Scams Radar

Vaduz, Liechtenstein – June 5, 2026

TGI AG company logo following the Liechtenstein raid and FMA cease and desist order investigation

Liechtenstein authorities have raided the offices of TGI AG following a formal cease and desist order from the Financial Market Authority (FMA). The company, led by Austrian national Helmut Kaltenegger, is accused of running an unregistered investment scheme involving gold-related products.

Background on TGI AG

TGI AG operates from Liechtenstein using a .LI domain, despite its founder being based in Austria. The company promotes investment products such as “Customer Basic 2%”, “Sales Premium”, and “Instant Discount”. These offerings are described as deposit-taking activities conducted without proper regulatory approval.
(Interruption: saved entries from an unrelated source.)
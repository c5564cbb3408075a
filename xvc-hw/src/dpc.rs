//! DPC DMA binding (component G, DPC flavor) and its ring carve-out, grounded on `xvc_dpc.c`'s
//! `idpc`/`edpc` and `hsdp.h`'s region layout. Wires [`xvc_core::dma::DmaEngine`] to two live
//! `/dev/mem` mappings: one for the AXI-DMA register block, one for the descriptor/packet
//! buffer region.

use xvc_core::dma::{DmaEngine, PollOutcome, RingLayout};
use xvc_core::error::HandlerError;
use xvc_core::handlers::{CoreOps, DpcOps};
use xvc_core::ring::{desc, Quadrant};

use crate::mmio::MmapWindow;
use crate::physmem::PhysMem;

/// Descriptors per ring (`DMA_PACKET_COUNT` in `hsdp.h`).
pub const DESCRIPTOR_COUNT: usize = 4;
/// Bytes per packet buffer slot (`DMA_PACKET_BUFF_SIZE_DEFAULT` in `hsdp.h`).
pub const PACKET_BUFFER_SIZE: usize = 0x410;
/// Largest packet `idpc:`/`edpc:` will accept, in bytes (`MAX_PACKET_SIZE` in `hsdp_lib.h`).
pub const MAX_PACKET_SIZE: usize = 1032;

const DESC_REGION_SIZE: usize = DESCRIPTOR_COUNT * desc::STRIDE;
const PACKET_REGION_SIZE: usize = DESCRIPTOR_COUNT * PACKET_BUFFER_SIZE;

/// Byte offsets of the four quadrants within the single `buf_addr`/`buf_size` mapping (spec.md
/// §6 "Ring carve-out": four descriptors of 0x40 bytes each for ingress and egress, followed by
/// four 0x410-byte packet buffers each).
pub struct RingCarveOut {
    pub ingress_desc_offset: usize,
    pub egress_desc_offset: usize,
    pub ingress_packets_offset: usize,
    pub egress_packets_offset: usize,
}

impl RingCarveOut {
    pub const DEFAULT: Self = Self {
        ingress_desc_offset: 0,
        egress_desc_offset: DESC_REGION_SIZE,
        ingress_packets_offset: 2 * DESC_REGION_SIZE,
        egress_packets_offset: 2 * DESC_REGION_SIZE + PACKET_REGION_SIZE,
    };

    pub fn total_size(&self) -> usize {
        self.egress_packets_offset + PACKET_REGION_SIZE
    }
}

/// Opens the DMA register block and the ring carve-out, then runs [`DmaEngine::setup`].
///
/// # Errors
/// Propagates `/dev/mem` mmap failures from opening either region.
pub fn open_dma_engine(
    dma_addr: u64,
    dma_size: usize,
    buf_addr: u64,
    buf_size: usize,
) -> std::io::Result<DmaEngine> {
    let carve_out = RingCarveOut::DEFAULT;
    assert!(
        buf_size >= carve_out.total_size(),
        "buf_size {buf_size:#x} too small for the ring carve-out ({:#x} bytes required)",
        carve_out.total_size()
    );

    let regs = PhysMem::open(dma_addr, dma_size)?;
    let buf = PhysMem::open(buf_addr, buf_size)?;

    // Four independent windows into the same `buf` mapping: splitting them at open time (each
    // a fresh `/dev/mem` mapping of its slice) keeps `DmaEngine` ignorant of how the quadrants
    // share a backing allocation, matching `RegisterWindow`'s "just a byte window" contract.
    let ingress_desc = PhysMem::open(buf_addr + carve_out.ingress_desc_offset as u64, DESC_REGION_SIZE)?;
    let egress_desc = PhysMem::open(buf_addr + carve_out.egress_desc_offset as u64, DESC_REGION_SIZE)?;
    let ingress_packets =
        PhysMem::open(buf_addr + carve_out.ingress_packets_offset as u64, PACKET_REGION_SIZE)?;
    let egress_packets =
        PhysMem::open(buf_addr + carve_out.egress_packets_offset as u64, PACKET_REGION_SIZE)?;
    drop(buf);

    let mut engine = DmaEngine::new(
        Box::new(MmapWindow::new(regs)),
        Box::new(MmapWindow::new(ingress_desc)),
        Box::new(MmapWindow::new(ingress_packets)),
        RingLayout {
            descriptor_axi_base: buf_addr + carve_out.ingress_desc_offset as u64,
            descriptor_count: DESCRIPTOR_COUNT,
            packets: Quadrant::new(
                buf_addr + carve_out.ingress_packets_offset as u64,
                PACKET_REGION_SIZE,
                PACKET_BUFFER_SIZE,
            ),
        },
        Box::new(MmapWindow::new(egress_desc)),
        Box::new(MmapWindow::new(egress_packets)),
        RingLayout {
            descriptor_axi_base: buf_addr + carve_out.egress_desc_offset as u64,
            descriptor_count: DESCRIPTOR_COUNT,
            packets: Quadrant::new(
                buf_addr + carve_out.egress_packets_offset as u64,
                PACKET_REGION_SIZE,
                PACKET_BUFFER_SIZE,
            ),
        },
    );
    engine.setup();
    Ok(engine)
}

pub struct DpcBinding {
    engine: DmaEngine,
    /// Number of `receive_fast_packet` polls per `edpc:` (1 normally, 10 under verbose logging
    /// — `hsdp_receive_fast_packet`'s verbose multiplier, spec.md §4.3).
    receive_polls: usize,
}

impl DpcBinding {
    pub fn new(engine: DmaEngine, receive_polls: usize) -> Self {
        Self {
            engine,
            receive_polls,
        }
    }
}

impl CoreOps for DpcBinding {
    fn open_port(&mut self) -> Result<(), HandlerError> {
        Ok(())
    }

    fn close_port(&mut self) {}
}

impl DpcOps for DpcBinding {
    fn idpc(&mut self, _flags: u32, data: &[u8]) -> Result<(), HandlerError> {
        if data.len() >= MAX_PACKET_SIZE {
            return Err(HandlerError::new(format!(
                "size of ingress packet ({} words) greater than allowed max packet size of {} words",
                data.len() / 4,
                MAX_PACKET_SIZE / 4
            )));
        }
        self.engine
            .send_packet(data)
            .map_err(|e| HandlerError::new(e.to_string()))
    }

    fn edpc(&mut self, _flags: u32, word_count: u32) -> Result<Vec<u8>, HandlerError> {
        match self.engine.receive_fast_packet(self.receive_polls) {
            PollOutcome::Data(data) => Ok(data),
            PollOutcome::Empty | PollOutcome::HardwareError { .. } => {
                Ok(vec![0u8; word_count as usize * 4])
            }
        }
    }
}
Prior to the Liechtenstein action, TGI AG had already received securities fraud warnings from Austria and faced an investment ban in Germany.

Helmut Kaltenegger, founder of TGI AG, speaking during a TGI TV interview as the company faces investigation in Liechtenstein

FMA Issues Cease and Desist Order

On May 26, 2026, the Liechtenstein FMA ordered TGI AG to immediately stop distributing and publicly offering its investment products. The regulator found that the company was conducting unauthorized deposit business.

The order also requires TGI AG to stop holding third-party funds accepted through these products within four months. The injunction is immediately enforceable, though not yet legally final.

Police Raid Company Headquarters

On June 2, 2026, the Liechtenstein Public Prosecutor’s Office searched TGI AG’s headquarters in Vaduz. Authorities suspect multiple individuals of serious offences, including:

  • Commercial fraud
  • Money laundering
  • Violations of banking laws

The investigation is ongoing. No arrests have been made so far. When contacted by Handelsblatt, TGI AG declined to comment, citing an internal review.

Traffic and Target Markets

As of April 2026, TGI AG’s main website received around 112,000 monthly visits. The majority of traffic came from Germany (60%) and Austria (38%), highlighting the cross-border nature of its operations.

Questions Over Regulatory Response

Critics have raised concerns about why Liechtenstein is left to handle the case while Austrian authorities appear slow to act against Kaltenegger. This situation echoes the Lyoness case involving Hubert Freidl, where delayed action reportedly allowed the individual to leave the country.

Helmut Kaltenegger remains at large in Austria as the criminal investigation in Liechtenstein continues.